Studies in cells, mice, and humans support the view that several types of reagents (e.g., antisense oligonucleotides and AAV-delivered microRNA) inactivate production of toxic gene products and thus may be therapeutic in ALS mediated by genes such as SOD184-87 and C9ORF72. Indeed, clinical trials investigating the use of antisense oligonucleotides to silence SOD1 have begun.

One can anticipate continued progress in understanding the biology of ALS. There is no doubt that high-throughput genetics, combined with improved clinical phenotyping, will further refine the genetic landscape of ALS. As thousands of full genome sequences become available, it will be feasible to explore the possibility that complex interactions among multiple gene variants explain not only familial ALS but also sporadic ALS. The exploration of environmental factors in sporadic ALS will expand, with a focus on the internal environment represented by the microbiome. The ultimate proof of our understanding of the biology of ALS will hinge on our ability to modify the clinical course of the disease (Brown and Al-Chalabi 2017).

Riluzole was the first FDA approved treatment for ALS, and, although the mechanism of action is poorly understood, is speculated to reduce glutamatergic neurotransmission, by blocking voltage-gated sodium channels on presynaptic neurons. In the original trial, Riluzole, increased 18-month survival of patients by 3 months compared with placebo, but had no significant effect on muscle strength. Riluzole is a relatively safe drug, although the most common adverse effects are an increase in liver enzymes and asthenia (that is, a lack of energy) and some cases of fatal hepatic failure and pancreatitis have been reported. In addition to the traditional tablet form of the drug, an oral suspension has been produced and marketed in some countries for patients who are unable to swallow solid forms of the drug, owing to severe dysphagia. Edaravone, which is thought to act as an anti-oxidant agent has a beneficial effect on progression in a highly selected cohort of patients with early onset and rapidly progressive disease, and accordingly, has been licensed by the US FDA but not by the European Medicines Agency. Whether Edaravone should be provided to all patients of ALS regardless of clinical presentation is a matter of debate (Hardiman and others, 2017).

Clinical trials

The Australian New Zealand Clinical Trials Registry lists clinical trials including ALS/MND studies in Australia and New Zealand, as well as trials from across the globe that have been completed, are currently recruiting or are pending. There are currently over 80 ALS/MND clinical trials being conducted worldwide. The Clinical Trial page on this website provides information on those being conduced in Australia. The ALS Signal: Clinical Research Dashboard developed by the organisation I Am ALS illustrates and lists clinical trials being undertaken globally. 

Special Access Scheme

The Special Access Scheme (SAS) is managed by the Therapeutic Goods Administration (TGA).

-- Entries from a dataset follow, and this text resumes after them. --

//! Domain-level error types for auto-mount.
//!
//! All errors are typed with `thiserror`. Only the fatal tier lives here:
//! soft conditions (config file absent, unconfirmed mount after launch)
//! are outcomes or log lines, not errors.

use thiserror::Error;

/// Fatal errors that abort the orchestration run.
#[derive(Error, Debug)]
pub enum AppError {
    /// A required external tool is not installed on this system.
    #[error("{tool} not found on PATH, install it from {hint}")]
    ToolMissing {
        tool: &'static str,
        hint: &'static str,
        #[source]
        source: which::Error,
    },

    /// The external mount command could not be started at all.
    ///
    /// Distinct from the spawned process failing internally, which is
    /// invisible to this tool.
    #[error("Failed to launch `{command}`: {source}")]
    Spawn {
        command: String,
        #[source]
        source: std::io::Error,
    },

    /// IO operation failed.
    #[error("IO error: {message}")]
    Io {
        message: String,
        #[source]
        source: Option<std::io::Error>,
    },

    /// The log sink could not be set up.
    #[error("Logging setup failed: {message}")]
    Logging { message: String },
}

impl AppError {
    /// Create a tool-missing error with its install hint.
    pub const fn tool_missing(
        tool: &'static str,
        hint: &'static str,
        source: which::Error,
    ) -> Self {
        Self::ToolMissing { tool, hint, source }
    }

    /// Create a spawn error for a command line that could not start.
    pub fn spawn(command: impl Into<String>, err: std::io::Error) -> Self {
        Self::Spawn {
            command: command.into(),
            source: err,
        }
    }

    /// Create an IO error with context.
    pub fn io(message: impl Into<String>, err: std::io::Error) -> Self {
        Self::Io {
            message: message.into(),
            source: Some(err),
        }
    }
}

/// Result type alias using `AppError`.
pub type Result<T> = std::result::Result<T, AppError>;
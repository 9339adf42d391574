//! The linear mount orchestration sequence.
//!
//! One pass: ensure directories, locate tools, validate the rclone
//! config, then detect-launch-confirm each of the two mounts. Every
//! mount decision re-queries the live process table; nothing is cached
//! between steps, so repeated runs are idempotent.

use std::thread;
use std::time::Duration;

use crate::domain::{MountConfig, Result, RunOutcome};
use crate::infrastructure::{ensure_dir, ProcessScanner, Spawner, ToolLocator, MERGERFS, RCLONE};

use super::mounts::MountPlan;

/// Wait between launching a mount process and re-checking the process
/// table for it.
const SETTLE_INTERVAL: Duration = Duration::from_secs(3);

/// Runs the mount sequence against the injected OS seams.
pub struct Orchestrator<'a, S, L, T> {
    config: &'a MountConfig,
    scanner: S,
    spawner: L,
    locator: T,
    settle: Duration,
}

impl<'a, S, L, T> Orchestrator<'a, S, L, T>
where
    S: ProcessScanner,
    L: Spawner,
    T: ToolLocator,
{
    /// Create an orchestrator with the default settle interval.
    pub const fn new(config: &'a MountConfig, scanner: S, spawner: L, locator: T) -> Self {
        Self {
            config,
            scanner,
            spawner,
            locator,
            settle: SETTLE_INTERVAL,
        }
    }

    /// Override the settle interval for scenario tests.
    #[cfg(test)]
    #[must_use]
    pub const fn with_settle(mut self, settle: Duration) -> Self {
        self.settle = settle;
        self
    }

    /// Execute one full orchestration pass.
    ///
    /// # Errors
    /// Returns error on the fatal tier only: directory creation
    /// failure, missing tool, or a mount command the OS could not
    /// spawn.
    pub fn run(&self) -> Result<RunOutcome> {
        for dir in self.config.mount_dirs() {
            ensure_dir(dir)?;
        }

        let rclone = self.locator.locate(RCLONE)?;
        let mergerfs = self.locator.locate(MERGERFS)?;

        if !self.config.config_file.is_file() {
            tracing::info!(
                path = %self.config.config_file.display(),
                "Rclone config file not found, nothing to do yet"
            );
            return Ok(RunOutcome::Unconfigured);
        }

        self.ensure_mounted(&MountPlan::remote(self.config, rclone))?;
        self.ensure_mounted(&MountPlan::union(self.config, mergerfs))?;

        tracing::info!("Script terminating successfully");
        Ok(RunOutcome::Completed)
    }

    /// Detect, launch and confirm one mount.
    ///
    /// An unconfirmed launch is logged and the run continues; the next
    /// scheduled invocation retries. Only a failed spawn is fatal.
    fn ensure_mounted(&self, plan: &MountPlan) -> Result<()> {
        let running = self.scanner.find(plan.name_signature, &plan.arg_signature);
        if let Some(existing) = running.first() {
            tracing::debug!(
                pid = existing.pid,
                started_at = ?existing.started_at,
                "{} is already running and mounted",
                plan.label
            );
            return Ok(());
        }

        tracing::debug!(command = %plan.command_line(), "Creating {} mount", plan.label);
        if let Err(error) = self.spawner.spawn_detached(&plan.program, &plan.args) {
            tracing::error!(%error, "{} mount command failed to launch", plan.label);
            return Err(error);
        }
        thread::sleep(self.settle);

        // The launch is disowned; the only confirmation is the process
        // showing up in a fresh scan.
        let confirmed = self.scanner.find(plan.name_signature, &plan.arg_signature);
        match confirmed.first() {
            Some(record) => {
                tracing::info!(pid = record.pid, "{} started and mounted", plan.label);
            }
            None => tracing::error!("{} process not found after launch", plan.label),
        }

        Ok(())
    }
}
//! Directory creation for mount points and the log directory.

use std::fs;
use std::path::Path;

use crate::domain::{AppError, Result};

/// Ensure a directory exists, creating missing parents.
///
/// An already existing directory is informational, not an error. Any
/// other filesystem failure (permission denied, path occupied by a
/// regular file) propagates.
///
/// # Errors
/// Returns error if the directory is missing and cannot be created.
pub fn ensure_dir(path: &Path) -> Result<()> {
    if path.is_dir() {
        tracing::debug!(path = %path.display(), "Directory already exists");
        return Ok(());
    }

    fs::create_dir_all(path).map_err(|e| {
        AppError::io(format!("Failed to create directory {}", path.display()), e)
    })?;

    tracing::debug!(path = %path.display(), "Directory created");
    Ok(())
}
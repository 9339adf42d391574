//! auto-mount - mount an rclone remote and union it with local storage
//! through mergerfs.
//!
//! One idempotent pass per invocation: established mounts are detected
//! in the live process table and never re-launched, so an external
//! scheduler can re-run this binary safely.

mod application;
mod cli;
mod domain;
mod infrastructure;

use clap::Parser;
use colored::Colorize;

use application::Orchestrator;
use cli::Cli;
use domain::{MountConfig, Result, RunOutcome};
use infrastructure::{
    ensure_dir, init_logging, DetachedSpawner, PathLocator, SystemProcessScanner,
};

fn main() {
    let config = Cli::parse().into_config();

    if let Err(e) = run(&config) {
        eprintln!("{} {}", "Error:".red().bold(), e);
        std::process::exit(1);
    }
}

/// Main application logic. Both run outcomes (mounts ensured, or no
/// rclone config yet) exit with status 0.
fn run(config: &MountConfig) -> Result<RunOutcome> {
    // The log directory must exist before the sink can open its file.
    ensure_dir(&config.log_path)?;
    let _guard = init_logging(config)?;

    tracing::info!("Auto mergerfs/rclone mount started");

    if let Some(options) = &config.options {
        tracing::debug!(options = %options, "Extra rclone options accepted but not applied");
    }

    if config.test {
        dump_config(config);
    }

    Orchestrator::new(config, SystemProcessScanner, DetachedSpawner, PathLocator).run()
}

/// Print the resolved configuration for inspection in test mode.
fn dump_config(config: &MountConfig) {
    match serde_json::to_string_pretty(config) {
        Ok(dump) => eprintln!("{dump}"),
        Err(error) => tracing::warn!(%error, "Could not serialize configuration"),
    }
}
//! Detached launch of external mount processes.

use std::path::Path;
use std::process::{Command, Stdio};

use crate::domain::{AppError, Result};

/// Launches a command the orchestrator never supervises.
pub trait Spawner {
    /// Start `program` with `args` as a detached background process.
    ///
    /// # Errors
    /// Returns [`AppError::Spawn`] if the OS could not start the
    /// command at all.
    fn spawn_detached(&self, program: &Path, args: &[String]) -> Result<()>;
}

impl<T: Spawner + ?Sized> Spawner for &T {
    fn spawn_detached(&self, program: &Path, args: &[String]) -> Result<()> {
        (**self).spawn_detached(program, args)
    }
}

/// Spawner that hands the child to the OS and drops the handle.
///
/// The mount processes are meant to run indefinitely; this tool holds
/// no handle for later signaling and never waits on them.
pub struct DetachedSpawner;

impl Spawner for DetachedSpawner {
    // Launch and disown: the child outlives this process and is
    // reparented to init once the orchestrator exits.
    #[allow(clippy::zombie_processes)]
    fn spawn_detached(&self, program: &Path, args: &[String]) -> Result<()> {
        Command::new(program)
            .args(args)
            .stdin(Stdio::null())
            .stdout(Stdio::null())
            .stderr(Stdio::null())
            .spawn()
            .map_err(|e| {
                AppError::spawn(format!("{} {}", program.display(), args.join(" ")), e)
            })?;

        Ok(())
    }
}
#![expect(clippy::unwrap_used, reason = "tests use unwrap for brevity")]

use pretty_assertions::assert_eq;
use proptest::prelude::*;

use super::{decode, decode_with, DecodeOptions};
use skald_value::Value;

fn key(k: &str) -> Value {
    Value::string(k)
}

#[test]
fn scalar_documents() {
    assert_eq!(decode(b"42").unwrap(), Value::int(42));
    assert_eq!(decode(b"-7").unwrap(), Value::int(-7));
    assert_eq!(decode(b"1.5").unwrap(), Value::float(1.5));
    assert_eq!(decode(b"2e3").unwrap(), Value::float(2000.0));
    assert_eq!(decode(b"-1.5e-1").unwrap(), Value::float(-0.15));
    assert_eq!(decode(b"\"hi\"").unwrap(), Value::string("hi"));
    assert_eq!(decode(b"True").unwrap(), Value::Bool(true));
    assert_eq!(decode(b"False").unwrap(), Value::Bool(false));
    assert_eq!(decode(b"Null").unwrap(), Value::Undefined);
}

#[test]
fn nan_decodes_to_zero() {
    assert_eq!(decode(b"NaN").unwrap(), Value::float(0.0));
    assert_eq!(decode(b"nan").unwrap(), Value::float(0.0));
    let doc = decode(br#"{"x": NaN}"#).unwrap();
    assert_eq!(doc.get(&key("x")).unwrap(), Value::float(0.0));
}

#[test]
fn nested_document() {
    let doc = decode(br#"{"a": 1, "b": [1, 2, 3]}"#).unwrap();
    assert_eq!(doc.size().unwrap(), 2);
    assert_eq!(doc.get(&key("a")).unwrap(), Value::int(1));
    let b = doc.get(&key("b")).unwrap();
    assert_eq!(b.size().unwrap(), 3);
    assert_eq!(b.get(&Value::int(2)).unwrap(), Value::int(3));
}

#[test]
fn empty_containers() {
    assert_eq!(decode(b"[]").unwrap(), Value::empty_list());
    assert_eq!(decode(b"{}").unwrap(), Value::empty_map());
    assert_eq!(decode(b" [ ] ").unwrap(), Value::empty_list());
}

#[test]
fn duplicate_map_keys_keep_the_last_value() {
    let doc = decode(br#"{"k": 1, "k": 2}"#).unwrap();
    assert_eq!(doc.size().unwrap(), 1);
    assert_eq!(doc.get(&key("k")).unwrap(), Value::int(2));
}

#[test]
fn string_escapes() {
    assert_eq!(
        decode(br#""a\tb\nc\"d\\e\/f""#).unwrap(),
        Value::string("a\tb\nc\"d\\e/f")
    );
    assert_eq!(decode(br#""A""#).unwrap(), Value::string("A"));
    assert_eq!(decode(b"\"\\u00E9\"").unwrap(), Value::string("é"));
}

#[test]
fn latin1_bytes_decode_one_to_one() {
    // 0xE9 is é in Latin-1
    let doc = [b'"', 0xE9, b'"'];
    assert_eq!(decode(&doc).unwrap(), Value::string("é"));
}

#[test]
fn unicode_escape_above_0xff_is_rejected() {
    let err = decode(b"\"\\u0100\"").unwrap_err();
    assert!(err.message.contains("\\u0100"));
}

#[test]
fn integer_overflow_falls_back_to_float() {
    // one past i64::MAX
    assert_eq!(
        decode(b"9223372036854775808").unwrap(),
        Value::float(9223372036854775808.0)
    );
    assert_eq!(
        decode(b"9223372036854775807").unwrap(),
        Value::int(i64::MAX)
    );
}

#[test]
fn comments_require_opt_in() {
    let doc = b"[1, # trailing comment\n 2]";
    assert!(decode(doc).is_err());
    let relaxed = DecodeOptions {
        allow_comments: true,
    };
    assert_eq!(
        decode_with(doc, relaxed).unwrap(),
        Value::list(vec![Value::int(1), Value::int(2)])
    );
}

#[test]
fn comment_only_lines_are_skipped() {
    let doc = b"# header\n# more\n{\"a\": 1}\n# footer\n";
    let relaxed = DecodeOptions {
        allow_comments: true,
    };
    let out = decode_with(doc, relaxed).unwrap();
    assert_eq!(out.get(&key("a")).unwrap(), Value::int(1));
}

mod errors {
    use pretty_assertions::assert_eq;

    use super::*;

    #[test]
    fn unterminated_string_reports_the_right_line() {
        let err = decode(b"[\n1,\n\"oops").unwrap_err();
        assert_eq!(err.line, 3);
        assert!(err.message.contains("unterminated"));
    }

    #[test]
    fn missing_comma_between_entries() {
        let err = decode(br#"{"a": 1 "b": 2}"#).unwrap_err();
        assert!(err.message.contains("expected `,` or `}`"));
        assert!(err.to_string().contains("near"));
    }

    #[test]
    fn non_string_map_key() {
        let err = decode(b"{1: 2}").unwrap_err();
        assert!(err.message.contains("string map key"));
    }

    #[test]
    fn missing_colon() {
        let err = decode(br#"{"a" 1}"#).unwrap_err();
        assert!(err.message.contains("expected `:`"));
    }

    #[test]
    fn trailing_garbage() {
        let err = decode(b"1 2").unwrap_err();
        assert!(err.message.contains("trailing"));
    }

    #[test]
    fn unknown_identifier() {
        let err = decode(b"true").unwrap_err();
        assert!(err.message.contains("unknown identifier `true`"));
    }

    #[test]
    fn empty_input() {
        let err = decode(b"").unwrap_err();
        assert_eq!(err.line, 1);
        assert!(err.message.contains("end of input"));
    }

    #[test]
    fn malformed_numbers() {
        assert!(decode(b"-").is_err());
        assert!(decode(b"1.").is_err());
        assert!(decode(b"1e").is_err());
        assert!(decode(b"1e+").is_err());
    }

    #[test]
    fn bad_escape() {
        assert!(decode(br#""\q""#).is_err());
        assert!(decode(br#""\u12""#).is_err());
    }
}

proptest! {
    #[test]
    fn decode_never_panics(input in proptest::collection::vec(any::<u8>(), 0..256)) {
        let _ = decode(&input);
    }

    #[test]
    fn round_trips_integers(n in any::<i64>()) {
        let doc = n.to_string();
        prop_assert_eq!(decode(doc.as_bytes()).unwrap(), Value::int(n));
    }
}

SAS refers to arrangements which provide for the import and/or supply of an unapproved therapeutic good for a single patient, on a case by case basis. SAS applications are made to the TGA by registered medical practitioners, preferably the treating doctor.

Off-label prescribing

Sometimes a medicine may be licensed for one condition, but could have the potential to be used to treat other conditions or illnesses. This is referred to as 'off-label' use of an 'unlicensed medicine'. Off-label prescribing is when a registered medicine is prescribed for use that is not included in the approved product information. An unlicensed or off-label medication may be prescribed by doctors if they think it is likely to be effective for their patient and any benefits outweigh potential side effects or risks.

ALS Untangled provides reviews by clinicians and scientists of alternative and off-label MND drugs.

The Australian MND Registry was established in 2004 as a means to facilitate the collection and analysis of MND patient data in Australia. The goal of the registry is to improve patient care through continuous evaluation of patient management and associated outcomes, and by contributing to research. Following registration of the patient by a neurologist, other providers such as the GP or nurse can update patient details. Data from the Australian MND Registry has recently been transferred to a new integrated registry developed through the MiNDAUS partnership as outlined below. The aim of this integrated approach is to improve care, inform policy and facilitate patient involvement in research. 

The Australian MND registry is an observational cohort study initiated in 2004. This registry has collected a data set of, demographic, clinical profiles and disease progression data at a national level from 2005 to 2015. In Australia, this methodology was initially developed within a single comprehensive ALS clinic, and then expanded to a national level. The primary aim of the national registry was to help coordinate focused care and a foundation for case ascertainment for research in ALS/MND (Talman et al 2016).

The Sporadic ALS Australia Systems Genomics Consortium (SALSA-SGC) was established in 2015 funded by the MND Research Australia Ice Bucket Challenge Grant. The consortium is led by Professor Naomi Wray, from the University of Queensland and Associate Professor Ian Blair, from Macquarie University, NSW. SALSA collects consistent clinical data and biological samples across clinics in Australia to underpin future research based on biological samples, including genomics.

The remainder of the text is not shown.